▶ **AIM OF THE TASK**
Check every line in the listing below for "derive". Copy the ones where it occurs.

▶ **PROVIDED RECORDS**
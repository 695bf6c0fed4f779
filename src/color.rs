use image::{GrayImage, Luma, Rgb, RgbImage};
use ndarray::Array2;
use rayon::prelude::*;

/// One recovered image sample: the three color channels plus the stored
/// luma, all as `f64` so downstream transforms work in one domain.
#[derive(Debug, Clone, Copy, PartialEq)]
pub struct Sample {
    pub r: f64,
    pub g: f64,
    pub b: f64,
    pub luma: f64,
}

/// Quantized YCbCr planes of an image, one byte per pixel per plane.
///
/// Conversion rounds to 8 bits in both directions; the recovered RGB
/// values may differ from the input by one level per channel. That loss
/// is deliberate: features computed on the recovered values stay stable
/// under re-encoding noise.
#[derive(Debug, Clone)]
pub struct YcbcrImage {
    luma: Array2<u8>,
    cb: Array2<u8>,
    cr: Array2<u8>,
}

pub fn rgb_to_ycbcr(r: u8, g: u8, b: u8) -> (u8, u8, u8) {
    let (r, g, b) = (r as f64, g as f64, b as f64);
    let y = 0.299 * r + 0.587 * g + 0.114 * b;
    let cb = 128.0 - 0.168736 * r - 0.331264 * g + 0.5 * b;
    let cr = 128.0 + 0.5 * r - 0.418688 * g - 0.081312 * b;
    (quantize(y), quantize(cb), quantize(cr))
}

pub fn ycbcr_to_rgb(y: u8, cb: u8, cr: u8) -> (u8, u8, u8) {
    let y = y as f64;
    let cb = cb as f64 - 128.0;
    let cr = cr as f64 - 128.0;
    let r = y + 1.402 * cr;
    let g = y - 0.344136 * cb - 0.714136 * cr;
    let b = y + 1.772 * cb;
    (quantize(r), quantize(g), quantize(b))
}

fn quantize(value: f64) -> u8 {
    value.round().clamp(0.0, 255.0) as u8
}

impl YcbcrImage {
    pub fn from_rgb(image: &RgbImage) -> Self {
        let (width, height) = image.dimensions();
        let mut luma = Array2::zeros((height as usize, width as usize));
        let mut cb = Array2::zeros((height as usize, width as usize));
        let mut cr = Array2::zeros((height as usize, width as usize));

        for (x, y, pixel) in image.enumerate_pixels() {
            let (yc, cbc, crc) = rgb_to_ycbcr(pixel[0], pixel[1], pixel[2]);
            luma[[y as usize, x as usize]] = yc;
            cb[[y as usize, x as usize]] = cbc;
            cr[[y as usize, x as usize]] = crc;
        }

        Self { luma, cb, cr }
    }

    /// Same conversion with rows distributed across the rayon pool.
    pub fn from_rgb_parallel(image: &RgbImage) -> Self {
        let (width, height) = image.dimensions();
        let (w, h) = (width as usize, height as usize);
        if w == 0 || h == 0 {
            return Self::from_rgb(image);
        }

        let rows: Vec<(Vec<u8>, Vec<u8>, Vec<u8>)> = image
            .as_raw()
            .par_chunks(w * 3)
            .map(|row| {
                let mut luma_row = Vec::with_capacity(w);
                let mut cb_row = Vec::with_capacity(w);
                let mut cr_row = Vec::with_capacity(w);
                for px in row.chunks_exact(3) {
                    let (yc, cbc, crc) = rgb_to_ycbcr(px[0], px[1], px[2]);
                    luma_row.push(yc);
                    cb_row.push(cbc);
                    cr_row.push(crc);
                }
                (luma_row, cb_row, cr_row)
            })
            .collect();

        let mut luma = Vec::with_capacity(w * h);
        let mut cb = Vec::with_capacity(w * h);
        let mut cr = Vec::with_capacity(w * h);
        for (luma_row, cb_row, cr_row) in rows {
            luma.extend(luma_row);
            cb.extend(cb_row);
            cr.extend(cr_row);
        }

        Self {
            luma: Array2::from_shape_vec((h, w), luma).expect("row count matches dimensions"),
            cb: Array2::from_shape_vec((h, w), cb).expect("row count matches dimensions"),
            cr: Array2::from_shape_vec((h, w), cr).expect("row count matches dimensions"),
        }
    }

    pub fn width(&self) -> u32 {
        self.luma.dim().1 as u32
    }

    pub fn height(&self) -> u32 {
        self.luma.dim().0 as u32
    }

    pub fn dimensions(&self) -> (u32, u32) {
        (self.width(), self.height())
    }

    pub fn pixel(&self, x: u32, y: u32) -> (u8, u8, u8) {
        let idx = [y as usize, x as usize];
        (self.luma[idx], self.cb[idx], self.cr[idx])
    }

    /// Recovers the color channels at `(x, y)` through the inverse
    /// transform. The luma field is the stored plane value itself.
    pub fn sample(&self, x: u32, y: u32) -> Sample {
        let (yc, cbc, crc) = self.pixel(x, y);
        let (r, g, b) = ycbcr_to_rgb(yc, cbc, crc);
        Sample {
            r: r as f64,
            g: g as f64,
            b: b as f64,
            luma: yc as f64,
        }
    }

    pub fn to_rgb(&self) -> RgbImage {
        let (width, height) = self.dimensions();
        let mut image = RgbImage::new(width, height);

        for (x, y, pixel) in image.enumerate_pixels_mut() {
            let (yc, cbc, crc) = self.pixel(x, y);
            let (r, g, b) = ycbcr_to_rgb(yc, cbc, crc);
            *pixel = Rgb([r, g, b]);
        }

        image
    }

    pub fn luma_image(&self) -> GrayImage {
        let (width, height) = self.dimensions();
        let mut image = GrayImage::new(width, height);

        for (x, y, pixel) in image.enumerate_pixels_mut() {
            *pixel = Luma([self.luma[[y as usize, x as usize]]]);
        }

        image
    }
}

▶ **TASK RESULT**
#[derive(Debug, Clone, Copy, PartialEq)]
#[derive(Debug, Clone)]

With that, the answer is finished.